Aquinas engaged with Arab philosophy and Matteo Ricci with the culture of China. Today’s challenge for the Church is to engage with a new culture and language at least as unfamiliar as any previous missionary context.
There are many avenues of pre-evangelisation, many areas of common ground with people of good will. The real core of the message however, is what was so eloquently presented by the Prior of Bosé, Enzo Bianchi. How, through these new languages, may people be led into the mystery? Music, art, architecture, literature cinema and of course liturgy have, down the centuries, played such a role. We saw some beginnings of the way in which the internet may provide ways of opening minds and hearts to the quest for the deepest truths about ourselves and about our Creator and Redeemer.
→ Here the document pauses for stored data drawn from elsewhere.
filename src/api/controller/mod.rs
pub mod event;
pub mod registry;
pub mod service;
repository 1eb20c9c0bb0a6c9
use serde::{Deserialize, Serialize};

use crate::domain::service::model::RegistryCredential;

/// Stored credentials for a private image registry.
#[derive(Debug, Clone, Default, PartialEq, Eq, Serialize, Deserialize)]
pub struct RegistryEntity {
    pub name: String,
    /// Host (and optional path prefix) images are pulled from, e.g. `reg.example.com`
    pub url: String,
    #[serde(default)]
    pub username: String,
    #[serde(default)]
    pub password: String,
}

impl RegistryEntity {
    /// Pull credential addressed at this registry's host.
    pub fn credential(&self) -> RegistryCredential {
        RegistryCredential {
            username: self.username.clone(),
            password: self.password.clone(),
            server_address: self.url.clone(),
        }
    }

    /// `<url>/<image>`; a trailing slash on the url is not doubled.
    pub fn qualify_image(&self, image: &str) -> String {
        format!("{}/{}", self.url.trim_end_matches('/'), image)
    }
}
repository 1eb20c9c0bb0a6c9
pub mod runtime;
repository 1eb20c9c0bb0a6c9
use std::fmt;

use chrono::{DateTime, Utc};
use serde::{Deserialize, Serialize};
use uuid::Uuid;

/// Mutating operations the coordinator drives against the orchestrator.
#[derive(Debug, Clone, Copy, PartialEq, Eq, Hash, Serialize, Deserialize)]
#[serde(rename_all = "lowercase")]
pub enum LifecycleAction {
    Create,
    Update,
    Scale,
    Rollback,
    Delete,
}

impl LifecycleAction {
    pub fn as_str(&self) -> &'static str {
        match self {
            LifecycleAction::Create => "create",
            LifecycleAction::Update => "update",
            LifecycleAction::Scale => "scale",
            LifecycleAction::Rollback => "rollback",
            LifecycleAction::Delete => "delete",
        }
    }
}

impl fmt::Display for LifecycleAction {
    fn fmt(&self, f: &mut fmt::Formatter<'_>) -> fmt::Result {
        f.write_str(self.as_str())
    }
}

/// One record per successfully completed lifecycle operation.
#[derive(Debug, Clone, PartialEq, Serialize, Deserialize)]
pub struct AuditEvent {
    pub id: Uuid,
    pub action: LifecycleAction,
    /// Service name the action applied to
    pub subject: String,
    pub actor: String,
    pub timestamp: DateTime<Utc>,
}

impl AuditEvent {
    pub fn new(action: LifecycleAction, subject: impl Into<String>, actor: impl Into<String>) -> Self {
        Self {
            id: Uuid::new_v4(),
            action,
            subject: subject.into(),
            actor: actor.into(),
            timestamp: Utc::now(),
        }
    }
}
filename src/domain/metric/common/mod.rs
pub mod dto;
pub mod util;
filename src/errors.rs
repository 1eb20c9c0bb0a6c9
use axum::{http::StatusCode, response::IntoResponse, Json};
use serde_json::json;
use thiserror::Error;

#[derive(Debug, Error)]
pub enum AppError {
    #[error("Not found: {0}")]
    NotFound(String),

    #[error("Invalid argument: {0}")]
    InvalidArgument(String),

    /// Orchestration or metrics backend call failed. The source error is
    /// kept as-is so callers see the collaborator's own message.
    #[error("Upstream error: {0:#}")]
    Upstream(anyhow::Error),

    #[error("Internal server error: {0}")]
    Internal(String),

    #[error("Forbidden: {0}")]
    Forbidden(String),
}

pub type AppResult<T> = Result<T, AppError>;

/// Helper for mapping any unknown error into internal error
pub fn internal_error<E: ToString>(err: E) -> AppError {
    AppError::Internal(err.to_string())
}

/// Helper for wrapping a collaborator failure without reinterpreting it
pub fn upstream_error(err: anyhow::Error) -> AppError {
    AppError::Upstream(err)
}

impl AppError {
    pub fn status_code(&self) -> StatusCode {
        match self {
            AppError::NotFound(_) => StatusCode::NOT_FOUND,
            AppError::InvalidArgument(_) => StatusCode::BAD_REQUEST,
            AppError::Upstream(_) => StatusCode::BAD_GATEWAY,
            AppError::Internal(_) => StatusCode::INTERNAL_SERVER_ERROR,
            AppError::Forbidden(_) => StatusCode::FORBIDDEN,
        }
    }
}

impl From<validator::ValidationErrors> for AppError {
    fn from(err: validator::ValidationErrors) -> Self {
        AppError::InvalidArgument(err.to_string())
    }
}

impl IntoResponse for AppError {
    fn into_response(self) -> axum::response::Response {
        let status = self.status_code();

        let body = Json(json!({
            "message": self.to_string()
        }));

        (status, body).into_response()
    }
}
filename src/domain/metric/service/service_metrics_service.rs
use std::sync::Arc;
use std::time::Duration;

use chrono::{DateTime, Utc};
use tracing::debug;

use crate::core::client::metrics_backend::{MetricsBackend, SampleStream};
use crate::domain::metric::common::dto::{ChartPoint, ChartSeries, ServiceMetricsDto};
use crate::domain::metric::common::util::metric_sampling_step::MetricWindow;
use crate::errors::{upstream_error, AppError, AppResult};

pub const BYTES_PER_MIB: f64 = 1_048_576.0;

/// Stream label carrying the task/container identity (cAdvisor `name`).
const SERIES_LABEL: &str = "name";

/// Scope label cAdvisor copies from the swarm service container label.
const SERVICE_LABEL: &str = "container_label_com_docker_swarm_service_name";

/// Builds CPU and memory charts for a service from range queries.
pub struct ServiceMetricsService {
    backend: Option<Arc<dyn MetricsBackend>>,
}

impl ServiceMetricsService {
    pub fn new(backend: Option<Arc<dyn MetricsBackend>>) -> Self {
        Self { backend }
    }

    pub fn is_enabled(&self) -> bool {
        self.backend.is_some()
    }

    pub async fn fetch_service_metrics(
        &self,
        service: &str,
        period: Duration,
    ) -> AppResult<ServiceMetricsDto> {
        self.fetch_service_metrics_at(service, period, Utc::now()).await
    }

    /// Same as [`Self::fetch_service_metrics`] with an explicit window end.
    pub async fn fetch_service_metrics_at(
        &self,
        service: &str,
        period: Duration,
        end: DateTime<Utc>,
    ) -> AppResult<ServiceMetricsDto> {
        let backend = self
            .backend
            .as_deref()
            .ok_or_else(|| AppError::NotFound("metrics backend is not configured".into()))?;

        let window = MetricWindow::for_period(period);
        let (start, end) = window.bounds_ending_at(end)?;
        debug!(
            "Fetching metrics for service {} over {:?} (step {:?})",
            service,
            window.period(),
            window.step()
        );

        let cpu_expr = cpu_query(service);
        let memory_expr = memory_query(service);

        // Either failure fails the whole request; no partial charts.
        let (cpu, memory) = tokio::try_join!(
            query_series(backend, &cpu_expr, start, end, window.step(), |v| v),
            query_series(backend, &memory_expr, start, end, window.step(), |v| v / BYTES_PER_MIB),
        )?;

        Ok(ServiceMetricsDto { cpu, memory })
    }
}

async fn query_series(
    backend: &dyn MetricsBackend,
    expr: &str,
    start: DateTime<Utc>,
    end: DateTime<Utc>,
    step: Duration,
    convert: fn(f64) -> f64,
) -> AppResult<Vec<ChartSeries>> {
    let streams = backend
        .query_range(expr, start, end, step)
        .await
        .map_err(upstream_error)?
        .into_matrix()?;

    Ok(to_chart_series(streams, convert))
}

/// One series per stream, backend order kept, no de-duplication by label.
fn to_chart_series(streams: Vec<SampleStream>, convert: fn(f64) -> f64) -> Vec<ChartSeries> {
    streams
        .into_iter()
        .map(|stream| ChartSeries {
            label: stream.metric.get(SERIES_LABEL).cloned().unwrap_or_default(),
            points: stream
                .values
                .iter()
                .map(|p| ChartPoint {
                    x: p.timestamp_ms,
                    y: convert(p.value),
                })
                .collect(),
        })
        .collect()
}

/// User CPU seconds rate over a trailing 5m window, as a percentage.
pub fn cpu_query(service: &str) -> String {
    format!(
        r#"rate(container_cpu_user_seconds_total{{{}="{}"}}[5m]) * 100"#,
        SERVICE_LABEL,
        escape_label_value(service)
    )
}

pub fn memory_query(service: &str) -> String {
    format!(
        r#"container_memory_usage_bytes{{{}="{}"}}"#,
        SERVICE_LABEL,
        escape_label_value(service)
    )
}

fn escape_label_value(value: &str) -> String {
    value
        .replace('\\', r"\\")
        .replace('"', r#"\""#)
        .replace('\n', r"\n")
}
pub mod service_metrics_service;
use std::fs;
use std::path::PathBuf;

use anyhow::{Context, Result};

use super::registry_entity::RegistryEntity;
use super::registry_fs_adapter_trait::RegistryFsAdapterTrait;

/// Reads registry records from a JSON array file (`registries.json`).
///
/// A missing file means no registries are configured.
pub struct RegistryFsAdapter {
    path: PathBuf,
}

impl RegistryFsAdapter {
    pub fn new(path: PathBuf) -> Self {
        Self { path }
    }
}

impl RegistryFsAdapterTrait for RegistryFsAdapter {
    fn read_all(&self) -> Result<Vec<RegistryEntity>> {
        if !self.path.exists() {
            return Ok(Vec::new());
        }

        let content = fs::read_to_string(&self.path)
            .with_context(|| format!("Failed to read registry file {}", self.path.display()))?;
        if content.trim().is_empty() {
            return Ok(Vec::new());
        }

        serde_json::from_str(&content)
            .with_context(|| format!("Failed to parse registry file {}", self.path.display()))
    }
}
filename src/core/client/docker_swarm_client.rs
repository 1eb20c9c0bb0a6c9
use std::collections::HashMap;

use anyhow::{bail, Context, Result};
use async_trait::async_trait;
use bollard::auth::DockerCredentials;
use bollard::container::LogOutput;
use bollard::models::ServiceSpec as EngineServiceSpec;
use bollard::query_parameters::{
    InspectNetworkOptions, InspectServiceOptions, ListServicesOptionsBuilder,
    ListTasksOptionsBuilder, LogsOptionsBuilder, UpdateServiceOptionsBuilder,
};
use bollard::{Docker, API_DEFAULT_VERSION};
use futures::TryStreamExt;
use serde::de::DeserializeOwned;
use serde::Serialize;
use serde_json::{json, Value};
use tracing::debug;

use crate::core::client::orchestration::{
    NetworkDescriptor, OrchestrationClient, ServiceDescriptor, ServiceListFilter, ServiceLogs,
    TaskDescriptor, TaskListFilter,
};
use crate::domain::service::model::{RegistryCredential, ServiceMode, ServiceSpec};

/// Spec keys replaced wholesale on update instead of merged key by key.
const REPLACED_SPEC_KEYS: &[&str] = &["Labels", "Mode"];

/// Where the engine API of the swarm manager is reached.
#[derive(Debug, Clone, PartialEq, Eq)]
pub enum DockerEndpoint {
    /// `DOCKER_HOST` if set, else the platform's local socket
    LocalDefaults,
    Unix(String),
    Http(String),
}

impl DockerEndpoint {
    pub fn parse(host: Option<&str>) -> Result<Self> {
        let Some(host) = host.map(str::trim).filter(|h| !h.is_empty()) else {
            return Ok(Self::LocalDefaults);
        };

        if let Some(path) = host.strip_prefix("unix://") {
            return Ok(Self::Unix(path.to_string()));
        }
        if host.starts_with('/') {
            return Ok(Self::Unix(host.to_string()));
        }
        if let Some(addr) = host.strip_prefix("tcp://") {
            return Ok(Self::Http(format!("http://{addr}")));
        }
        if host.starts_with("http://") {
            return Ok(Self::Http(host.to_string()));
        }

        bail!("unsupported docker host '{host}': expected unix://, tcp:// or http://")
    }
}

/// Swarm manager client over the Docker Engine API.
#[derive(Clone)]
pub struct DockerSwarmClient {
    docker: Docker,
}

impl DockerSwarmClient {
    pub fn connect(endpoint: &DockerEndpoint, timeout_secs: u64) -> Result<Self> {
        let docker = match endpoint {
            DockerEndpoint::LocalDefaults => Docker::connect_with_local_defaults(),
            #[cfg(unix)]
            DockerEndpoint::Unix(path) => {
                Docker::connect_with_unix(path, timeout_secs, API_DEFAULT_VERSION)
            }
            #[cfg(not(unix))]
            DockerEndpoint::Unix(path) => bail!("unix socket {path} is not available on this platform"),
            DockerEndpoint::Http(addr) => {
                Docker::connect_with_http(addr, timeout_secs, API_DEFAULT_VERSION)
            }
        }
        .with_context(|| format!("Failed to connect to Docker at {endpoint:?}"))?;

        Ok(Self { docker })
    }

    async fn apply_update(
        &self,
        current: &ServiceDescriptor,
        spec: Value,
        rollback: bool,
        credentials: Option<DockerCredentials>,
    ) -> Result<()> {
        let mut options = UpdateServiceOptionsBuilder::default().version(
            current
                .version
                .index
                .try_into()
                .context("service version does not fit the engine's range")?,
        );
        if rollback {
            options = options.rollback("previous");
        }

        let target = if current.id.is_empty() { current.name() } else { current.id.as_str() };
        let response = self
            .docker
            .update_service(target, engine_spec(spec)?, options.build(), credentials)
            .await
            .with_context(|| format!("docker service update {}", current.name()))?;

        // The engine reports non-fatal problems (e.g. unpullable image) as warnings.
        debug!("Updated service {}: {:?}", current.name(), response);
        Ok(())
    }

    async fn container_logs(&self, container: &str, tail: usize, timestamps: bool) -> Result<Vec<LogOutput>> {
        let options = LogsOptionsBuilder::default()
            .stdout(true)
            .stderr(true)
            .timestamps(timestamps)
            .tail(&tail.to_string())
            .build();

        self.docker
            .logs(container, Some(options))
            .try_collect()
            .await
            .with_context(|| format!("docker logs {container}"))
    }
}

#[async_trait]
impl OrchestrationClient for DockerSwarmClient {
    async fn inspect_service(&self, name: &str) -> Result<(ServiceDescriptor, Vec<u8>)> {
        let service = self
            .docker
            .inspect_service(name, None::<InspectServiceOptions>)
            .await
            .with_context(|| format!("docker service inspect {name}"))?;

        let raw = serde_json::to_vec(&service).context("docker service inspect: encode body")?;
        let descriptor: ServiceDescriptor =
            serde_json::from_slice(&raw).context("docker service inspect: decode body")?;

        debug!("Inspected service {} at version {}", name, descriptor.version.index);
        Ok((descriptor, raw))
    }

    async fn create_service(&self, spec: &ServiceSpec) -> Result<()> {
        let response = self
            .docker
            .create_service(
                engine_spec(spec.to_swarm_spec())?,
                credentials(spec.registry_auth.as_ref()),
            )
            .await
            .with_context(|| format!("docker service create {}", spec.name))?;

        debug!("Created service {}: {:?}", spec.name, response);
        Ok(())
    }

    async fn update_service(&self, spec: &ServiceSpec) -> Result<()> {
        let (current, _) = self.inspect_service(&spec.name).await?;
        let merged = update_document(&current, spec);

        self.apply_update(&current, merged, false, credentials(spec.registry_auth.as_ref()))
            .await
    }

    async fn scale_service(&self, name: &str, replicas: u64) -> Result<()> {
        let (current, _) = self.inspect_service(name).await?;
        if current.replicas().is_none() {
            bail!("service {name} is not in replicated mode and cannot be scaled");
        }

        let mut spec = current.spec.clone();
        spec["Mode"]["Replicated"]["Replicas"] = json!(replicas);

        self.apply_update(&current, spec, false, None).await
    }

    async fn rollback_service(&self, name: &str) -> Result<()> {
        let (current, _) = self.inspect_service(name).await?;
        self.apply_update(&current, current.spec.clone(), true, None).await
    }

    async fn remove_service(&self, name: &str) -> Result<()> {
        self.docker
            .delete_service(name)
            .await
            .with_context(|| format!("docker service remove {name}"))?;
        debug!("Removed service {}", name);
        Ok(())
    }

    async fn list_services(
        &self,
        filter: &ServiceListFilter,
    ) -> Result<(Vec<ServiceDescriptor>, usize)> {
        let mut filters: HashMap<String, Vec<String>> = HashMap::new();
        if let Some(name) = filter.name.as_deref().filter(|n| !n.is_empty()) {
            filters.insert("name".into(), vec![name.to_string()]);
        }
        let options = ListServicesOptionsBuilder::default().filters(&filters).build();

        let services = self
            .docker
            .list_services(Some(options))
            .await
            .context("docker service list")?;
        let mut services = services
            .iter()
            .map(convert)
            .collect::<Result<Vec<ServiceDescriptor>>>()?;
        services.sort_by(|a, b| a.name().cmp(b.name()));

        let total = services.len();
        let page = services
            .into_iter()
            .skip(filter.offset())
            .take(filter.page_size)
            .collect::<Vec<_>>();

        debug!("Discovered {} service(s), returning {}", total, page.len());
        Ok((page, total))
    }

    async fn list_tasks(&self, filter: &TaskListFilter) -> Result<(Vec<TaskDescriptor>, usize)> {
        let mut filters: HashMap<String, Vec<String>> = HashMap::new();
        if let Some(service) = filter.service.as_deref() {
            filters.insert("service".into(), vec![service.to_string()]);
        }
        if let Some(node) = filter.node.as_deref() {
            filters.insert("node".into(), vec![node.to_string()]);
        }
        let options = ListTasksOptionsBuilder::default().filters(&filters).build();

        let tasks = self
            .docker
            .list_tasks(Some(options))
            .await
            .context("docker task list")?;
        let tasks = tasks
            .iter()
            .map(convert)
            .collect::<Result<Vec<TaskDescriptor>>>()?;
        let total = tasks.len();

        debug!("Discovered {} task(s)", total);
        Ok((tasks, total))
    }

    async fn inspect_network(&self, id: &str) -> Result<NetworkDescriptor> {
        let network = self
            .docker
            .inspect_network(id, None::<InspectNetworkOptions>)
            .await
            .with_context(|| format!("docker network inspect {id}"))?;
        convert(&network)
    }

    /// Collected from the containers of the service's tasks that the
    /// connected engine can reach; unreachable ones are skipped.
    async fn service_logs(&self, name: &str, tail: usize, timestamps: bool) -> Result<ServiceLogs> {
        let (tasks, _) = self.list_tasks(&TaskListFilter::for_service(name)).await?;
        let containers: Vec<&str> = tasks.iter().filter_map(TaskDescriptor::container_id).collect();

        let mut logs = ServiceLogs::default();
        let mut reached = 0;
        for container in &containers {
            let frames = match self.container_logs(container, tail, timestamps).await {
                Ok(frames) => frames,
                Err(err) => {
                    debug!("Skipping logs of {} for service {}: {:#}", container, name, err);
                    continue;
                }
            };
            reached += 1;

            for frame in frames {
                match frame {
                    LogOutput::StdErr { message } => {
                        logs.stderr.push_str(&String::from_utf8_lossy(&message))
                    }
                    LogOutput::StdOut { message } | LogOutput::Console { message } => {
                        logs.stdout.push_str(&String::from_utf8_lossy(&message))
                    }
                    _ => {}
                }
            }
        }

        if reached == 0 && !containers.is_empty() {
            bail!("no task container of service {name} is reachable from this engine");
        }

        debug!("Read logs of service {} from {} container(s)", name, reached);
        Ok(logs)
    }
}

/// Re-reads an engine model through this crate's descriptor types.
fn convert<T: Serialize, D: DeserializeOwned>(model: &T) -> Result<D> {
    let doc = serde_json::to_value(model).context("encode engine object")?;
    serde_json::from_value(doc).context("decode engine object")
}

fn engine_spec(doc: Value) -> Result<EngineServiceSpec> {
    serde_json::from_value(doc).context("service spec does not match the engine schema")
}

fn credentials(credential: Option<&RegistryCredential>) -> Option<DockerCredentials> {
    credential.map(|c| DockerCredentials {
        username: Some(c.username.clone()),
        password: Some(c.password.clone()),
        serveraddress: Some(c.server_address.clone()),
        ..Default::default()
    })
}

/// The edit overlaid onto the running spec. Without an explicit count the
/// running replica count is kept.
fn update_document(current: &ServiceDescriptor, spec: &ServiceSpec) -> Value {
    let mut desired = spec.to_swarm_spec();
    if spec.mode == ServiceMode::Replicated && spec.replicas.is_none() {
        if let Some(running) = current.replicas() {
            desired["Mode"] = json!({ "Replicated": { "Replicas": running } });
        }
    }

    let mut merged = current.spec.clone();
    overlay_spec(&mut merged, &desired);
    merged
}

/// Merges `desired` into `current`: objects merge key by key, everything
/// else (and the keys in [`REPLACED_SPEC_KEYS`]) is replaced.
fn overlay_spec(current: &mut Value, desired: &Value) {
    match (current, desired) {
        (Value::Object(cur), Value::Object(want)) => {
            for (key, value) in want {
                let merge = value.is_object()
                    && cur.get(key).is_some_and(Value::is_object)
                    && !REPLACED_SPEC_KEYS.contains(&key.as_str());
                match cur.get_mut(key) {
                    Some(existing) if merge => overlay_spec(existing, value),
                    _ => {
                        cur.insert(key.clone(), value.clone());
                    }
                }
            }
        }
        (cur, want) => *cur = want.clone(),
    }
}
I left Rome with a great variety of experiences and ideas, but with a growing conviction. In many places, priests and laity feel a great concern about how to involve young people in the life of the Church. Young people, on the other hand, feel that the parish or Church organisations do not meet their needs. Surely what we must try to do is clear.
Among that young generation of Christians there must be potential new missionaries who, perhaps without ever leaving their countries, can recognise the new continent, a restless, lost continent, a continent whose language they speak fluently, and which needs to hear the Good News in that language.
St Patrick returned to Ireland as a missionary after he heard ‘the voice of the Irish’ calling him to walk among them. All of the followers of Christ need speak that call to a new generation, inspiring themspeak as believers to their contemporaries.
[1]JOHN PAUL II, Homily at Knock, 30 September 1979.
[2]http://www.socialnomics.com/
[3]Cf. JOHN PAUL II, RedemptorisMissio, 27..
[4]RYAN, J., Irish Monasticism, Origins and Early Development, Dublin & Cork 1931, p, 381.